Stel je voor je zit op de bodem
van je aquarium.
Je bent een visje.
Grote handen hebben de planten en
stenen eruit gehaald.
Alles wordt gezuiverd.
Alles dwarrelt om je heen.
Je kan geen vin voor ogen zien.
Je hart klopt in je keel.
Vragen en nog eens vragen.
Hoe nu verder?
Daarna wordt alles terug geplaatst
in de formatie die de Schepper prachtig
vindt.
Je kijkt vanuit je hoekje stilletjes toe.

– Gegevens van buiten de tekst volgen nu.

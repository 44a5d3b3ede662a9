use criterion::{black_box, criterion_group, criterion_main, BenchmarkId, Criterion, Throughput};
use fuzzy_trie::{levenshtein_str, Lexicon, RadixTrie};
use rand::{rngs::StdRng, Rng, SeedableRng};

const ALPHABET: &[u8] = b"abcdefghijklmnopqrstuvwxyz";

fn random_words(count: usize, seed: u64) -> Vec<String> {
    let mut rng = StdRng::seed_from_u64(seed);
    (0..count)
        .map(|_| {
            let len = rng.gen_range(3..12);
            (0..len)
                .map(|_| ALPHABET[rng.gen_range(0..ALPHABET.len())] as char)
                .collect()
        })
        .collect()
}

/// Flip one char in each word to produce near-miss queries
fn typo_queries(words: &[String], seed: u64) -> Vec<String> {
    let mut rng = StdRng::seed_from_u64(seed);
    words
        .iter()
        .map(|w| {
            let mut chars: Vec<char> = w.chars().collect();
            let at = rng.gen_range(0..chars.len());
            chars[at] = ALPHABET[rng.gen_range(0..ALPHABET.len())] as char;
            chars.into_iter().collect()
        })
        .collect()
}

fn bench_insert(c: &mut Criterion) {
    let mut group = c.benchmark_group("insert");
    for size in [1_000, 10_000] {
        let words = random_words(size, 7);
        group.throughput(Throughput::Elements(size as u64));
        group.bench_with_input(BenchmarkId::from_parameter(size), &words, |b, words| {
            b.iter(|| {
                let mut trie = RadixTrie::new();
                for w in words {
                    trie.insert(w);
                }
                black_box(trie.len())
            })
        });
    }
    group.finish();
}

fn bench_fuzzy(c: &mut Criterion) {
    let words = random_words(10_000, 7);
    let lex: Lexicon = words.iter().map(|w| (w.as_str(), "")).collect();
    let queries = typo_queries(&words[..100], 11);

    let mut group = c.benchmark_group("fuzzy_lookup");
    group.throughput(Throughput::Elements(queries.len() as u64));
    for max_edits in [0, 1, 2] {
        group.bench_with_input(
            BenchmarkId::from_parameter(max_edits),
            &max_edits,
            |b, &max_edits| {
                b.iter(|| {
                    for q in &queries {
                        black_box(lex.fuzzy_lookup(q, max_edits, 10).unwrap());
                    }
                })
            },
        );
    }

    // Baseline: scan every word with the distance helper
    group.bench_function("linear_scan_2", |b| {
        b.iter(|| {
            for q in &queries {
                let hits = words.iter().filter(|w| levenshtein_str(q, w) <= 2).count();
                black_box(hits);
            }
        })
    });
    group.finish();
}

criterion_group!(benches, bench_insert, bench_fuzzy);
criterion_main!(benches);
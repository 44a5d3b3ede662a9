//! Edit distance with prefix/suffix trimming.
//!
//! Equal leading and trailing characters never change the distance, so they
//! are stripped before the O(nm) table is built. After trimming, inputs of
//! length zero or one are answered without a table at all.

use crate::trie::common_prefix_len;

/// Levenshtein distance between two char slices
pub fn levenshtein(a: &[char], b: &[char]) -> usize {
    let head = common_prefix_len(a, b);
    let (a, b) = (&a[head..], &b[head..]);
    let tail = a
        .iter()
        .rev()
        .zip(b.iter().rev())
        .take_while(|(x, y)| x == y)
        .count();
    let (a, b) = (&a[..a.len() - tail], &b[..b.len() - tail]);

    // Keep the shorter string as the row
    let (a, b) = if a.len() < b.len() { (b, a) } else { (a, b) };

    match b.len() {
        0 => return a.len(),
        // After trimming `a` and `b` differ, so one char costs a
        // substitution unless it appears somewhere in `a`
        1 => return if a.contains(&b[0]) { a.len() - 1 } else { a.len() },
        _ => {}
    }

    let mut row: Vec<usize> = (0..=b.len()).collect();
    for (i, ac) in a.iter().enumerate() {
        let mut diag = row[0];
        row[0] = i + 1;
        for (j, bc) in b.iter().enumerate() {
            let above = row[j + 1];
            let cost = usize::from(ac != bc);
            row[j + 1] = (above + 1).min(row[j] + 1).min(diag + cost);
            diag = above;
        }
    }
    row[b.len()]
}

/// Levenshtein distance between two strings, counted in chars
pub fn levenshtein_str(a: &str, b: &str) -> usize {
    let a: Vec<char> = a.chars().collect();
    let b: Vec<char> = b.chars().collect();
    levenshtein(&a, &b)
}

/// The distance between `a` and `b` if it is at most `max`
///
/// The length difference is a lower bound on the distance, so pairs that
/// differ in length by more than `max` are rejected without building a table.
pub fn levenshtein_within(a: &[char], b: &[char], max: usize) -> Option<usize> {
    if a.len().abs_diff(b.len()) > max {
        return None;
    }
    let d = levenshtein(a, b);
    (d <= max).then_some(d)
}
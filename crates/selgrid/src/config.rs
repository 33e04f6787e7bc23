#![forbid(unsafe_code)]

//! Selector configuration.
//!
//! Only a handful of scalars reach the selector from the host's settings:
//! how long transitions take and whether bells ring. The remaining fields
//! are interaction constants with sensible defaults.

use std::time::Duration;

use crate::error::SelectorError;

/// Tunables consumed by [`Selector`](crate::Selector).
#[derive(Debug, Clone, PartialEq)]
#[cfg_attr(feature = "serde", derive(serde::Serialize, serde::Deserialize))]
#[cfg_attr(feature = "serde", serde(default))]
pub struct SelectorConfig {
    /// Duration of selection and zoom transitions.
    /// Default: 500ms
    #[cfg_attr(feature = "serde", serde(with = "secs"))]
    pub transition: Duration,

    /// Whether bells ring. When `false`, entries added with a bell also get
    /// the [`Cue::BellRing`](crate::Cue::BellRing) cue.
    /// Default: true
    pub bell_rings: bool,

    /// Largest press-to-release travel, per axis, still treated as a tap.
    /// Default: 40px
    pub tap_tolerance: u32,

    /// Transition length used when hovering pans the grid.
    /// Default: 500ms
    #[cfg_attr(feature = "serde", serde(with = "secs"))]
    pub hover_pan_duration: Duration,

    /// Navigation commands closer together than this zoom the grid out, and
    /// the zoom is restored this long after the last one.
    /// Default: 500ms
    #[cfg_attr(feature = "serde", serde(with = "secs"))]
    pub autozoom_window: Duration,

    /// Zoom multiplier applied on each rapid navigation command.
    /// Default: 0.9
    pub autozoom_factor: f64,

    /// Label shown for content that reports no title.
    /// Default: "Terminal"
    pub default_label: String,
}

impl Default for SelectorConfig {
    fn default() -> Self {
        Self {
            transition: Duration::from_millis(500),
            bell_rings: true,
            tap_tolerance: 40,
            hover_pan_duration: Duration::from_millis(500),
            autozoom_window: Duration::from_millis(500),
            autozoom_factor: 0.9,
            default_label: "Terminal".to_string(),
        }
    }
}

impl SelectorConfig {
    /// Set the transition duration.
    #[must_use]
    pub fn transition(mut self, duration: Duration) -> Self {
        self.transition = duration;
        self
    }

    /// Set whether bells ring.
    #[must_use]
    pub fn bell_rings(mut self, rings: bool) -> Self {
        self.bell_rings = rings;
        self
    }

    /// Set the tap tolerance in pixels.
    #[must_use]
    pub fn tap_tolerance(mut self, pixels: u32) -> Self {
        self.tap_tolerance = pixels;
        self
    }

    /// Set the hover-pan transition length.
    #[must_use]
    pub fn hover_pan_duration(mut self, duration: Duration) -> Self {
        self.hover_pan_duration = duration;
        self
    }

    /// Set the autozoom debounce window.
    #[must_use]
    pub fn autozoom_window(mut self, window: Duration) -> Self {
        self.autozoom_window = window;
        self
    }

    /// Set the autozoom multiplier.
    #[must_use]
    pub fn autozoom_factor(mut self, factor: f64) -> Self {
        self.autozoom_factor = factor;
        self
    }

    /// Set the fallback label.
    #[must_use]
    pub fn default_label(mut self, label: impl Into<String>) -> Self {
        self.default_label = label.into();
        self
    }

    /// Check the values the selector cannot work with.
    pub fn validate(&self) -> Result<(), SelectorError> {
        if self.autozoom_window.is_zero() {
            return Err(SelectorError::InvalidConfig("autozoom window must be nonzero"));
        }
        if !self.autozoom_factor.is_finite() || self.autozoom_factor <= 0.0 {
            return Err(SelectorError::InvalidConfig(
                "autozoom factor must be finite and positive",
            ));
        }
        Ok(())
    }
}

#[cfg(feature = "serde")]
mod secs {
    use std::time::Duration;

    use serde::{Deserialize, Deserializer, Serializer};

    pub fn serialize<S: Serializer>(d: &Duration, s: S) -> Result<S::Ok, S::Error> {
        s.serialize_f64(d.as_secs_f64())
    }

    pub fn deserialize<'de, D: Deserializer<'de>>(d: D) -> Result<Duration, D::Error> {
        let secs = f64::deserialize(d)?;
        Duration::try_from_secs_f64(secs).map_err(serde::de::Error::custom)
    }
}
#![forbid(unsafe_code)]

//! Animated selector grid.
//!
//! A [`Selector`] shows a set of entries (terminal tabs, windows, documents)
//! as a zoomable grid of thumbnails and tracks a single selection. Picking
//! an entry, by tap or by keyboard, zooms the grid back to full size on that
//! entry and reports it.
//!
//! The widget is host-agnostic: it draws through a [`Scene`] and is clocked
//! by a [`Scheduler`], both implemented by the embedding toolkit.
//! [`headless`] provides deterministic implementations of both for tests.
//!
//! # Modules
//!
//! - [`registry`]: entries and their selection facets
//! - [`layout`]: grid geometry and pan clamping
//! - [`selection`]: the selection state machine
//! - [`transition`]: the zoom/pan animator
//! - [`input`]: pointer and key routing, autozoom
//!
//! # Feature Flags
//!
//! - `tracing`: structured logging through `selgrid-core`'s shims
//! - `crossterm`: map crossterm events into [`selgrid_core::event::Event`]
//! - `serde`: (de)serialize [`SelectorConfig`]

pub mod config;
pub mod error;
pub mod headless;
pub mod input;
pub mod layout;
pub mod registry;
pub mod scene;
pub mod scheduler;
pub mod selection;
pub mod transition;
pub mod widget;

pub use config::SelectorConfig;
pub use error::SelectorError;
pub use input::Command;
pub use layout::{GridDims, GridLayout};
pub use registry::{EntryId, SelectionFacets};
pub use scene::{Cue, EntryMetadata, Scene};
pub use scheduler::{AnimatorId, FrameControl, ScheduleSlot, Scheduler, TimerId};
pub use transition::TransitionPhase;
pub use widget::{Selector, SelectorEvent, WidgetFlags};
//! Property-based invariant tests for geometry primitives (Rect, Point, Size).
//!
//! 1. Intersection is commutative.
//! 2. Intersection is idempotent (A ∩ A = A).
//! 3. Intersection result fits within both inputs.
//! 4. Union contains both inputs.
//! 5. Contains agrees with intersection against a 1x1 rectangle at the point.
//! 6. Translation preserves size and containment.

use proptest::prelude::*;
use selgrid_core::geometry::{Point, Rect};

fn rect_strategy() -> impl Strategy<Value = Rect> {
    (-500i32..=500, -500i32..=500, 0i32..=500, 0i32..=500)
        .prop_map(|(x, y, w, h)| Rect::new(x, y, w, h))
}

fn point_strategy() -> impl Strategy<Value = Point> {
    (-600i32..=600, -600i32..=600).prop_map(|(x, y)| Point::new(x, y))
}

proptest! {
    #[test]
    fn intersection_commutative(a in rect_strategy(), b in rect_strategy()) {
        prop_assert_eq!(a.intersection(&b), b.intersection(&a));
    }

    #[test]
    fn intersection_idempotent(a in rect_strategy()) {
        if a.is_empty() {
            prop_assert_eq!(a.intersection_opt(&a), None);
        } else {
            prop_assert_eq!(a.intersection(&a), a);
        }
    }

    #[test]
    fn intersection_within_inputs(a in rect_strategy(), b in rect_strategy()) {
        if let Some(i) = a.intersection_opt(&b) {
            prop_assert!(i.x >= a.x && i.x >= b.x);
            prop_assert!(i.y >= a.y && i.y >= b.y);
            prop_assert!(i.right() <= a.right() && i.right() <= b.right());
            prop_assert!(i.bottom() <= a.bottom() && i.bottom() <= b.bottom());
        }
    }

    #[test]
    fn union_contains_both(a in rect_strategy(), b in rect_strategy()) {
        let u = a.union(&b);
        prop_assert!(u.x <= a.x && u.x <= b.x);
        prop_assert!(u.right() >= a.right() && u.right() >= b.right());
        prop_assert!(u.bottom() >= a.bottom() && u.bottom() >= b.bottom());
    }

    #[test]
    fn contains_matches_unit_rect(r in rect_strategy(), p in point_strategy()) {
        let pixel = Rect::new(p.x, p.y, 1, 1);
        prop_assert_eq!(r.contains(p), r.intersects(&pixel));
    }

    #[test]
    fn translate_preserves_containment(
        r in rect_strategy(),
        p in point_strategy(),
        dx in -100i32..=100,
        dy in -100i32..=100,
    ) {
        let moved = r.translate(dx, dy);
        prop_assert_eq!(moved.size(), r.size());
        prop_assert_eq!(r.contains(p), moved.contains(Point::new(p.x + dx, p.y + dy)));
    }
}
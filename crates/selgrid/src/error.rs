#![forbid(unsafe_code)]

//! Errors returned by the selector API.

use crate::registry::EntryId;

/// Errors from selector operations.
///
/// Lookups that simply find nothing (an arrow key with no selection, a tap
/// outside every cell) are not errors and never surface here.
#[derive(Debug, Clone, PartialEq, Eq)]
pub enum SelectorError {
    /// The handle was not issued by this selector.
    UnknownEntry(EntryId),
    /// Entry storage could not grow.
    OutOfMemory,
    /// A configuration value the selector cannot work with.
    InvalidConfig(&'static str),
}

impl std::fmt::Display for SelectorError {
    fn fmt(&self, f: &mut std::fmt::Formatter<'_>) -> std::fmt::Result {
        match self {
            Self::UnknownEntry(id) => write!(f, "unknown entry: {}", id.index()),
            Self::OutOfMemory => write!(f, "out of memory adding entry"),
            Self::InvalidConfig(reason) => write!(f, "invalid config: {reason}"),
        }
    }
}

impl std::error::Error for SelectorError {}

impl From<std::collections::TryReserveError> for SelectorError {
    fn from(_: std::collections::TryReserveError) -> Self {
        Self::OutOfMemory
    }
}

Het duizelt en dwarrelt nog steeds.
Je hart klopt nog steeds heel snel.
Je kan je rust niet vinden.
De Schepper gaat door met het aanbrengen
van prachtige combinaties.
Je kijkt en kijkt en vraagt je af wat er
aan het ontstaan is.
Je kan er als vis nog geen touw aan vast
knopen.
Je blijft in je stilte.
Je blijft volgen wat er gebeurt.
Dat volgen leidt je af van je eigen
onrustige hartje.
Dan begin je ineens wat helderheid te
zien.
Je ziet en overziet wat de Schepper
voor plannen heeft met je woonplek.
Je krijgt helderheid.
De rommel begint te zakken en de rust
gaat terugkomen.
Dan zie je eigenlijk pas goed wat de
Schepper voor plannen had met je
vissen-woonomgeving.
Je graatjes beginnen langzamerhand weer
in zijn gareel te komen.
Je hart begint minder te keer te gaan.
Je komt weer terug in je koelbloedigheid.
Je koppie wordt weer helder.
Je begrijpt het beetje bij beetje.
Dit is de vergelijking met wat ons mensen
overkomt, nu onze “woonomgeving”
volkomen wordt veranderd.
Niets is meer hetzelfde.
Tijdens die omwenteling kan je er niet
achter komen wat er precies aan het
gebeuren is.
Je maakt je druk om alles en nog wat.
Je wil weten.
Je
wil herkennen.
Alleen dat gaat niet.
Wat als je
niets herkent?
Dan is er overgave en acceptatie van het
moment.
Leven in het NU.
De onrust in dat aquarium is tijdelijk en
zo gaat het ook met ons.
Je zal ineens
heldere momenten krijgen.
In je stilte zal je die het eerste ontvangen.
Dan ga je zien waar de deur naar jou
volgende opdracht open staat.
Dan begin je te begrijpen hoe het allemaal.
In elkaar zat en zit.
Dan vallen de stukjes één voor één op zijn
plek.
Dan zal je voelen dat je angsten afnemen.
Dat je trots begint te worden op jezelf.
Het universum is al heel lang trots op je.
Die komen woorden te kort.
Alleen in je onrust kan je DIE telefoon
niet horen.
Die rinkelt voortdurend.
Maar jij blijft maar in gesprek.
Met wie?
Met die angsten van je.
Daar heb je nu
genoeg gesprekken mee
gevoerd.
Laat nu het universum maar vertellen
wat ze je al heel lang wilde zeggen.
Het komt allemaal goed.
De processen gaan zoals ze gaan en dat
is volgens de boeken van de Schepper.